Luhut, berdasarkan investigasi
Tempo yang dimuat di majalah itu, tercatat sebagai Direktur Mayfair International Ltd yang terdaftar di Seychelles –negara kepulauan di lepas pantai timur Afrika, Samudra Hindia– pada 2006.
Saham Mayfair dilaporkan dimiliki oleh PT Buana Inti Energi dan PT Persada Inti Energi. PT Buana memegang 40 ribu lembar saham Mayfair, sedangkan PT Persada mengantongi 10 ribu lembar saham Mayfair. Tiap lembar saham bernilai US$1.
PT Buana Inti Energi ialah salah satu anak perusahaan PT Toba Sejahtra yang didirikan pada 2004 oleh Luhut. Perusahaan ini memiliki empat bisnis inti, yakni batu bara, minyak gas, pembangkit listrik, dan agrikultur.
Menurut
tobabara.com, situs resmi Toba Bara Sejahtra yang juga merupakan salah satu anak perusahaan PT Toba Sejahtera, Luhut sampai saat ini tetap menjadi pemegang saham mayoritas di perusahaan yang pernah dipimpin oleh putranya itu.

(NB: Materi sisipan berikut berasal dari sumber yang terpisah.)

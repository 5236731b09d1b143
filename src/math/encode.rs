//! Canonical byte encoding.
//!
//! * polynomial: N coefficients, 8 bytes little-endian each (`i64` for
//!   [`Polynomial`], `u64` in [0, q) for [`ModPolynomial`])
//! * vector: `u16` LE length, then the entries
//! * matrix: `u16` LE rows, `u16` LE cols, then the entries row-major

use byteorder::{LittleEndian, ReadBytesExt, WriteBytesExt};
use std::io::{Cursor, Read, Write};

use super::{
    element::RingElement, matrix::Matrix, poly::Polynomial, poly_q::ModPolynomial, ring::Ring,
    vector::Vector,
};
use crate::error::{AlgebraError, Result};

pub trait Encode {
    fn write_to<W: Write>(&self, writer: &mut W) -> Result<()>;

    fn to_bytes(&self) -> Result<Vec<u8>> {
        let mut buf = Vec::new();
        self.write_to(&mut buf)?;
        Ok(buf)
    }
}

pub trait Decode: Sized {
    /// Information not carried on the wire: the degree, or the ring.
    type Context;

    fn read_from<R: Read>(reader: &mut R, ctx: &Self::Context) -> Result<Self>;

    /// Decodes exactly one value; trailing bytes are an error.
    fn from_bytes(data: &[u8], ctx: &Self::Context) -> Result<Self> {
        let mut cursor = Cursor::new(data);
        let value = Self::read_from(&mut cursor, ctx)?;
        if cursor.position() as usize != data.len() {
            return Err(AlgebraError::Deserialization(format!(
                "{} trailing bytes",
                data.len() - cursor.position() as usize
            )));
        }
        Ok(value)
    }
}

/// Reads `count` elements one at a time, so a header that promises more
/// than the input holds fails on the first missing element.
fn read_entries<T, R>(reader: &mut R, ctx: &T::Context, count: usize) -> Result<Vec<T>>
where
    T: Decode,
    R: Read,
{
    let mut entries = Vec::new();
    for _ in 0..count {
        entries.push(T::read_from(reader, ctx)?);
    }
    Ok(entries)
}

fn dimension(len: usize) -> Result<u16> {
    u16::try_from(len).map_err(|_| {
        AlgebraError::InvalidArgument(format!("dimension {} does not fit the u16 header", len))
    })
}

impl Encode for Polynomial {
    fn write_to<W: Write>(&self, writer: &mut W) -> Result<()> {
        for &c in self.coefficients() {
            writer.write_i64::<LittleEndian>(c)?;
        }
        Ok(())
    }
}

impl Decode for Polynomial {
    type Context = usize;

    fn read_from<R: Read>(reader: &mut R, degree: &usize) -> Result<Self> {
        let mut coefficients = vec![0i64; *degree];
        reader.read_i64_into::<LittleEndian>(&mut coefficients)?;
        Ok(Polynomial::new(coefficients))
    }
}

impl Encode for ModPolynomial {
    fn write_to<W: Write>(&self, writer: &mut W) -> Result<()> {
        for &c in self.coefficients() {
            writer.write_u64::<LittleEndian>(c)?;
        }
        Ok(())
    }
}

impl Decode for ModPolynomial {
    type Context = Ring;

    fn read_from<R: Read>(reader: &mut R, ring: &Ring) -> Result<Self> {
        let q = ring.modulus();
        let mut coefficients = vec![0u64; ring.degree()];
        reader.read_u64_into::<LittleEndian>(&mut coefficients)?;
        if let Some(c) = coefficients.iter().find(|&&c| c >= q) {
            return Err(AlgebraError::Deserialization(format!(
                "coefficient {} is not reduced modulo {}",
                c, q
            )));
        }
        Ok(ModPolynomial::from_reduced(ring.clone(), coefficients))
    }
}

impl<T: RingElement + Encode> Encode for Vector<T> {
    fn write_to<W: Write>(&self, writer: &mut W) -> Result<()> {
        writer.write_u16::<LittleEndian>(dimension(self.len())?)?;
        for e in self.iter() {
            e.write_to(writer)?;
        }
        Ok(())
    }
}

impl<T> Decode for Vector<T>
where
    T: RingElement + Decode<Context = <T as RingElement>::Context>,
{
    type Context = <T as RingElement>::Context;

    fn read_from<R: Read>(reader: &mut R, ctx: &Self::Context) -> Result<Self> {
        let len = reader.read_u16::<LittleEndian>()? as usize;
        if len == 0 {
            return Err(AlgebraError::Deserialization("empty vector".to_string()));
        }
        Ok(Vector::from_entries(read_entries(reader, ctx, len)?))
    }
}

impl<T: RingElement + Encode> Encode for Matrix<T> {
    fn write_to<W: Write>(&self, writer: &mut W) -> Result<()> {
        writer.write_u16::<LittleEndian>(dimension(self.rows())?)?;
        writer.write_u16::<LittleEndian>(dimension(self.cols())?)?;
        for e in self.iter() {
            e.write_to(writer)?;
        }
        Ok(())
    }
}

impl<T> Decode for Matrix<T>
where
    T: RingElement + Decode<Context = <T as RingElement>::Context>,
{
    type Context = <T as RingElement>::Context;

    fn read_from<R: Read>(reader: &mut R, ctx: &Self::Context) -> Result<Self> {
        let rows = reader.read_u16::<LittleEndian>()? as usize;
        let cols = reader.read_u16::<LittleEndian>()? as usize;
        if rows == 0 || cols == 0 {
            return Err(AlgebraError::Deserialization(format!(
                "empty {}x{} matrix",
                rows, cols
            )));
        }
        Ok(Matrix::from_entries(rows, cols, read_entries(reader, ctx, rows * cols)?))
    }
}
//! Update Scheduler
//!
//! Push half of the push-pull algorithm. A write walks the subscriber lists
//! downstream of the written node and only marks:
//!
//! 1. Computed values become `PENDING`. A computed that already was pending
//!    has already passed the mark on, so the walk stops there. This keeps
//!    diamonds linear instead of exponential.
//! 2. Effects become `PENDING` and, unless already queued or held, are
//!    appended to the dispatch queue in the order the walk reaches them.
//! 3. Nodes with a runner hand their trigger to the runner instead. Effects
//!    below a computed runner are marked but left for its trigger to queue.
//!
//! Whether anything actually re-runs is decided later, on the pull side, by
//! comparing the versions each subscriber observed against the current ones.

use std::collections::{HashSet, VecDeque};

use super::flags::Flags;
use super::link::LinkId;
use super::node::{NodeId, NodeKind};
use super::Graph;

/// Work produced by propagation and consumed by the runtime's flush loop.
#[derive(Debug, Default)]
pub(crate) struct DispatchQueue {
    /// Effects to revalidate and run, in notification order.
    pub effects: VecDeque<NodeId>,
    /// Nodes whose runner must be handed a trigger.
    pub runners: Vec<NodeId>,
}

impl DispatchQueue {
    pub fn is_empty(&self) -> bool {
        self.effects.is_empty() && self.runners.is_empty()
    }
}

impl Graph {
    /// Mark everything downstream of `source`.
    ///
    /// With `force` the walk does not stop at computed values that are already
    /// pending. That is what a computed's runner trigger uses: its subtree was
    /// marked earlier, but the effects below it were never queued.
    pub fn propagate(&mut self, source: NodeId, force: bool) {
        let Some(head) = self.nodes.get(source).map(|node| node.subs) else {
            return;
        };
        let mut visited: HashSet<NodeId> = HashSet::new();
        let mut stack: Vec<(Option<LinkId>, bool)> = vec![(head, false)];

        while let Some(frame) = stack.last_mut() {
            let Some(link) = frame.0 else {
                stack.pop();
                continue;
            };
            let gated = frame.1;
            let Some(link) = self.links.get(link) else {
                stack.pop();
                continue;
            };
            frame.0 = link.next_sub;
            let sub = link.sub;

            let Some(node) = self.nodes.get_mut(sub) else {
                continue;
            };
            if node.is_disposed() {
                continue;
            }

            match node.kind {
                NodeKind::Computed => {
                    let has_runner = node.runner.is_some();
                    let was_pending = node.flags.contains(Flags::PENDING);
                    node.flags.insert(Flags::PENDING);
                    let first_visit = if force {
                        visited.insert(sub)
                    } else {
                        !was_pending
                    };
                    if !first_visit {
                        continue;
                    }
                    if has_runner && !gated {
                        self.dispatch.runners.push(sub);
                    }
                    let subs = node.subs;
                    stack.push((subs, gated || has_runner));
                }
                NodeKind::Effect => {
                    node.flags.insert(Flags::PENDING);
                    if gated || node.flags.intersects(Flags::HELD) {
                        continue;
                    }
                    if node.runner.is_some() {
                        self.dispatch.runners.push(sub);
                    } else if !node.flags.contains(Flags::NOTIFIED) {
                        node.flags.insert(Flags::NOTIFIED);
                        self.dispatch.effects.push_back(sub);
                    }
                }
                NodeKind::Signal | NodeKind::Scope => {}
            }
        }

        tracing::trace!(
            source = ?source,
            queued = self.dispatch.effects.len(),
            runners = self.dispatch.runners.len(),
            "propagated"
        );
    }

    /// Queue a single effect, as its runner's trigger does.
    pub fn enqueue(&mut self, effect: NodeId) {
        if let Some(node) = self.nodes.get_mut(effect) {
            if node.is_disposed() || node.flags.contains(Flags::NOTIFIED) {
                return;
            }
            node.flags.insert(Flags::NOTIFIED);
            self.dispatch.effects.push_back(effect);
        }
    }
}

Sementara PT Persada Inti Energi merupakan anggota konsorsium yang memenangi proyek Pembangkit Listrik Tenaga Uap 2 di Bengkayang, Kalimantan Barat, senilai sekitar Rp630 miliar. Namun pembangunan PLTU itu kini terbengkalai.

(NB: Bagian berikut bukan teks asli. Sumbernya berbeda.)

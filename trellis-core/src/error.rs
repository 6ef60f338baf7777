//! Error types for trellis-core
//!
//! Engine errors are plain values. User code plugs in through [`BoxError`]:
//! derivations and effect bodies return any error type, and the engine wraps
//! it with the node that produced it. Engine errors that travel through user
//! code (a computed failing inside another computed's derivation, say) come
//! back out unwrapped so callers always see the root cause.

use thiserror::Error;

use crate::graph::NodeId;

/// Result type for trellis-core operations
pub type Result<T> = std::result::Result<T, Error>;

/// Boxed error returned by user derivations and effect bodies.
pub type BoxError = Box<dyn std::error::Error>;

/// Errors that can occur while reading, writing or running reactive nodes
#[derive(Debug, Error)]
pub enum Error {
    /// A computed value was read while it was being computed.
    #[error("cycle detected while computing {0:?}")]
    Cycle(NodeId),

    /// The node was released or disposed before the operation ran.
    #[error("reactive node {0:?} is no longer alive")]
    Disposed(NodeId),

    /// A derivation function returned an error.
    #[error("derivation of {node:?} failed: {source}")]
    Derivation {
        node: NodeId,
        #[source]
        source: BoxError,
    },

    /// An effect body returned an error.
    #[error("effect {node:?} failed: {source}")]
    Effect {
        node: NodeId,
        #[source]
        source: BoxError,
    },

    /// Effects kept re-triggering each other within a single flush.
    #[error("effect dispatch exceeded {limit} runs in one flush")]
    DispatchOverflow { limit: usize },

    /// Runtime configuration could not be parsed.
    #[error("invalid runtime configuration: {0}")]
    Config(#[from] serde_json::Error),
}

impl Error {
    /// Wrap an error coming out of a derivation.
    pub(crate) fn derivation(node: NodeId, source: BoxError) -> Self {
        match source.downcast::<Error>() {
            Ok(inner) => *inner,
            Err(source) => Error::Derivation { node, source },
        }
    }

    /// Wrap an error coming out of an effect body.
    pub(crate) fn effect(node: NodeId, source: BoxError) -> Self {
        match source.downcast::<Error>() {
            Ok(inner) => *inner,
            Err(source) => Error::Effect { node, source },
        }
    }

    /// The node this error is attributed to, if any.
    pub fn node(&self) -> Option<NodeId> {
        match self {
            Error::Cycle(node) | Error::Disposed(node) => Some(*node),
            Error::Derivation { node, .. } | Error::Effect { node, .. } => Some(*node),
            Error::DispatchOverflow { .. } | Error::Config(_) => None,
        }
    }
}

Terkait PT Persada Inti Energi, Luhut membantah kedua perusahaan itu sebagai miliknya. Namun, ujar Luhut, PT Toba Sejahtra betul perusahaan miliknya.

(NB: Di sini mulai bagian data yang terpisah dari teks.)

//! Effect Implementation
//!
//! An Effect is a side-effecting computation that runs whenever its
//! dependencies change.
//!
//! # How Effects Work
//!
//! 1. When created, the effect runs its function immediately to establish
//!    initial dependencies.
//!
//! 2. When any dependency is written, the effect is queued. Before it runs,
//!    its dependencies are revalidated: if none of them actually changed
//!    value, it stays idle.
//!
//! 3. Each run re-tracks dependencies, reusing the links of the previous run.
//!
//! # Differences from Computed
//!
//! - Computed values return a value; effects do not.
//! - Computed values are lazy (compute on access); effects are eager (run
//!   when deps change).
//! - Effects own what they create: effects and scopes created during a run
//!   are disposed before the next run.
//!
//! # Cleanup
//!
//! Effects can return a [`Cleanup`]. It runs before the effect re-runs and
//! when the effect is disposed, exactly once per run.

use std::cell::{Cell, RefCell};
use std::fmt;
use std::rc::Rc;

use super::runtime::Runtime;
use super::trigger::Runner;
use crate::error::{BoxError, Result};
use crate::graph::{Flags, Node, NodeId, NodeKind, Payload};

/// A function run before an effect's next run or on its disposal.
pub struct Cleanup(Box<dyn FnOnce()>);

impl Cleanup {
    pub fn new(f: impl FnOnce() + 'static) -> Self {
        Self(Box::new(f))
    }

    pub(crate) fn run(self) {
        (self.0)()
    }
}

impl fmt::Debug for Cleanup {
    fn fmt(&self, f: &mut fmt::Formatter<'_>) -> fmt::Result {
        f.write_str("Cleanup")
    }
}

/// What an effect body may return.
///
/// Implemented for `()`, [`Cleanup`], `Option<Cleanup>` and `Result`s of
/// those, so bodies can use `?`.
pub trait EffectOutput {
    fn into_cleanup(self) -> std::result::Result<Option<Cleanup>, BoxError>;
}

impl EffectOutput for () {
    fn into_cleanup(self) -> std::result::Result<Option<Cleanup>, BoxError> {
        Ok(None)
    }
}

impl EffectOutput for Cleanup {
    fn into_cleanup(self) -> std::result::Result<Option<Cleanup>, BoxError> {
        Ok(Some(self))
    }
}

impl EffectOutput for Option<Cleanup> {
    fn into_cleanup(self) -> std::result::Result<Option<Cleanup>, BoxError> {
        Ok(self)
    }
}

impl<O, E> EffectOutput for std::result::Result<O, E>
where
    O: EffectOutput,
    E: Into<BoxError>,
{
    fn into_cleanup(self) -> std::result::Result<Option<Cleanup>, BoxError> {
        self.map_err(Into::into)?.into_cleanup()
    }
}

type Body = Box<dyn FnMut() -> std::result::Result<Option<Cleanup>, BoxError>>;

/// The body of an effect, held by its graph node.
pub(crate) struct EffectJob {
    body: RefCell<Body>,
    runs: Rc<Cell<usize>>,
}

impl EffectJob {
    pub fn call(&self) -> std::result::Result<Option<Cleanup>, BoxError> {
        let Ok(mut body) = self.body.try_borrow_mut() else {
            tracing::warn!("effect body re-entered; skipped");
            return Ok(None);
        };
        self.runs.set(self.runs.get() + 1);
        (&mut *body)()
    }

    pub fn runs(&self) -> usize {
        self.runs.get()
    }
}

/// How an effect is created.
#[derive(Clone, Default)]
pub struct EffectOptions {
    /// Do not run until [`Effect::start`] is called.
    pub lazy: bool,

    /// Decide when re-runs happen. The runner receives a [`Trigger`] each
    /// time a dependency is written and fires it when the effect should
    /// re-run. The first run is never deferred.
    ///
    /// [`Trigger`]: super::Trigger
    pub runner: Option<Runner>,
}

impl EffectOptions {
    pub fn new() -> Self {
        Self::default()
    }

    pub fn lazy(mut self) -> Self {
        self.lazy = true;
        self
    }

    pub fn runner(mut self, runner: impl Fn(super::Trigger) + 'static) -> Self {
        self.runner = Some(Rc::new(runner));
        self
    }
}

impl fmt::Debug for EffectOptions {
    fn fmt(&self, f: &mut fmt::Formatter<'_>) -> fmt::Result {
        f.debug_struct("EffectOptions")
            .field("lazy", &self.lazy)
            .field("runner", &self.runner.is_some())
            .finish()
    }
}

/// Handle to an effect.
///
/// Dropping the handle does not stop the effect; it lives until it is
/// disposed directly, through its owner, or by [`Runtime::dispose_all`].
#[derive(Clone)]
pub struct Effect {
    rt: Runtime,
    id: NodeId,
    runs: Rc<Cell<usize>>,
}

impl Runtime {
    /// Create an effect and run it once.
    ///
    /// If that first run (or anything it triggers) fails, the effect is
    /// disposed and the error returned.
    ///
    /// # Example
    ///
    /// ```
    /// use std::cell::RefCell;
    /// use std::rc::Rc;
    /// use trellis_core::Runtime;
    ///
    /// let rt = Runtime::new();
    /// let name = rt.signal("world");
    /// let log = Rc::new(RefCell::new(Vec::new()));
    ///
    /// let effect = rt.effect({
    ///     let (name, log) = (name.clone(), log.clone());
    ///     move || log.borrow_mut().push(format!("hello {}", name.get()))
    /// })?;
    ///
    /// name.set("trellis")?;
    /// assert_eq!(*log.borrow(), ["hello world", "hello trellis"]);
    ///
    /// effect.dispose();
    /// name.set("again")?;
    /// assert_eq!(log.borrow().len(), 2);
    /// # Ok::<(), trellis_core::Error>(())
    /// ```
    pub fn effect<F, O>(&self, f: F) -> Result<Effect>
    where
        F: FnMut() -> O + 'static,
        O: EffectOutput,
    {
        self.effect_with(EffectOptions::default(), f)
    }

    /// Create an effect that does not run until [`Effect::start`] is called.
    pub fn lazy_effect<F, O>(&self, f: F) -> Effect
    where
        F: FnMut() -> O + 'static,
        O: EffectOutput,
    {
        let (effect, _) = self.create_effect(EffectOptions::new().lazy(), f);
        effect
    }

    /// Create an effect with explicit options.
    pub fn effect_with<F, O>(&self, options: EffectOptions, f: F) -> Result<Effect>
    where
        F: FnMut() -> O + 'static,
        O: EffectOutput,
    {
        let (effect, held) = self.create_effect(options, f);
        if held {
            return Ok(effect);
        }

        let inner = self.inner();
        match inner.dispatch(|| inner.run_effect(effect.id)) {
            Ok(()) => Ok(effect),
            Err(err) => {
                effect.dispose();
                Err(err)
            }
        }
    }

    fn create_effect<F, O>(&self, options: EffectOptions, mut f: F) -> (Effect, bool)
    where
        F: FnMut() -> O + 'static,
        O: EffectOutput,
    {
        let runs = Rc::new(Cell::new(0));
        let job = Rc::new(EffectJob {
            body: RefCell::new(Box::new(move || f().into_cleanup())),
            runs: runs.clone(),
        });

        let inner = self.inner();
        let owner = inner.owner.get();
        let mut graph = inner.graph.borrow_mut();
        let mut flags = Flags::empty();
        if options.lazy {
            flags.insert(Flags::LAZY);
        }
        if graph.is_deferred(owner) {
            flags.insert(Flags::DEFERRED);
        }
        let id = graph.insert(
            Node::new(NodeKind::Effect)
                .with_flags(flags)
                .with_owner(owner)
                .with_payload(Payload::Effect(job))
                .with_runner(options.runner),
        );
        drop(graph);

        tracing::debug!(node = ?id, lazy = options.lazy, "effect created");
        let effect = Effect {
            rt: self.clone(),
            id,
            runs,
        };
        (effect, flags.intersects(Flags::HELD))
    }
}

impl Effect {
    pub fn id(&self) -> NodeId {
        self.id
    }

    /// Dispose the effect: dispose what it created, unlink it, and run its
    /// cleanups. Calling this again does nothing.
    pub fn dispose(&self) {
        let inner = self.rt.inner();
        let result = inner.dispatch(|| {
            inner.dispose_node(self.id);
            Ok(())
        });
        if let Err(err) = result {
            tracing::error!(node = ?self.id, error = %err, "effect failed during disposal");
        }
    }

    /// Release a lazy effect: it runs now if it never ran or a dependency
    /// changed, and from then on like any other effect.
    ///
    /// Effects inside a deferred scope stay held until the scope starts.
    pub fn start(&self) -> Result<()> {
        let inner = self.rt.inner();
        inner.dispatch(|| {
            match inner.graph.borrow_mut().node_mut(self.id) {
                Some(node) => node.flags.remove(Flags::LAZY),
                None => return Ok(()),
            }
            if inner.should_run(self.id) {
                inner.run_effect(self.id)
            } else {
                Ok(())
            }
        })
    }

    /// Run the effect now, whether or not a dependency changed. A no-op on a
    /// disposed effect.
    pub fn run(&self) -> Result<()> {
        let inner = self.rt.inner();
        inner.dispatch(|| inner.run_effect(self.id))
    }

    /// How many times the body has run.
    pub fn run_count(&self) -> usize {
        self.runs.get()
    }

    pub fn is_disposed(&self) -> bool {
        self.rt
            .inner()
            .graph
            .borrow()
            .node(self.id)
            .map_or(true, |node| node.is_disposed())
    }

    /// Number of dependencies read by the last run.
    pub fn dependency_count(&self) -> usize {
        self.rt.dependency_count(self.id)
    }
}

impl fmt::Debug for Effect {
    fn fmt(&self, f: &mut fmt::Formatter<'_>) -> fmt::Result {
        f.debug_struct("Effect")
            .field("id", &self.id)
            .field("run_count", &self.run_count())
            .field("dependency_count", &self.dependency_count())
            .field("disposed", &self.is_disposed())
            .finish()
    }
}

“Toba Sejahtra memang perusahaan saya. Persada itu saya tidak tahu,” kata mantan staf kepresidenan itu.
Luhut menyatakan selalu taat membayar pajak. Ia pun mengatakan, alamat rumahnya yang disebut dalam Panama Papers saja salah.
Panama Papers ialah istilah untuk bocornya dokumen firma hukum asal Panama, Mossack Fonseca, yang melayani jasa pembuatan perusahaan cangkang. Dokumen itu berisi nama-nama perusahaan cangkang di negara suaka pajak. Kebocoran itu diinvestigasi oleh lebih dari 100 media di dunia, termasuk Tempo dari Indonesia, di bawah koordinasi International Consortium of Investigative Journalists.
Pekan lalu, Kepala Kantor Staf Kepresidenan Teten Masduki menyatakan Presiden Jokowi akan memimpin rapat untuk membahas tindakan yang bakal diambil pemerintah Indonesia terkait nama-nama wajib pajak Indonesia yang masuk dalam Panama Papers.
Menurut Teten, langkah itu diambil setelah presiden mendapat laporan dari Menteri Keuangan Bambang P.S. Brodjonegoro yang telah mencocokkan nama di dalam daftar Panama Papers, dengan data dari kantor pajak.
Ada sekitar 2.960 nama dari Indonesia yang tercantum sebagai klien 43 perusahaan cangkang yang terafiliasi dengan Mossack Fonseca. Terlepas dari itu, memiliki perusahaan cangkang di negara suaka pajak belum tentu pelanggaran.
Di sisi lain, perusahaan cangkang kerap digunakan pemiliknya untuk menggelapkan pajak, mencuci uang, dan menyembunyikan harta hasil tindak ilegal. Sementara Mossack Fonseca menyatakan tak melanggar hukum dan melakukan praktik secara legal sesuai peraturan yang berlaku di Panama.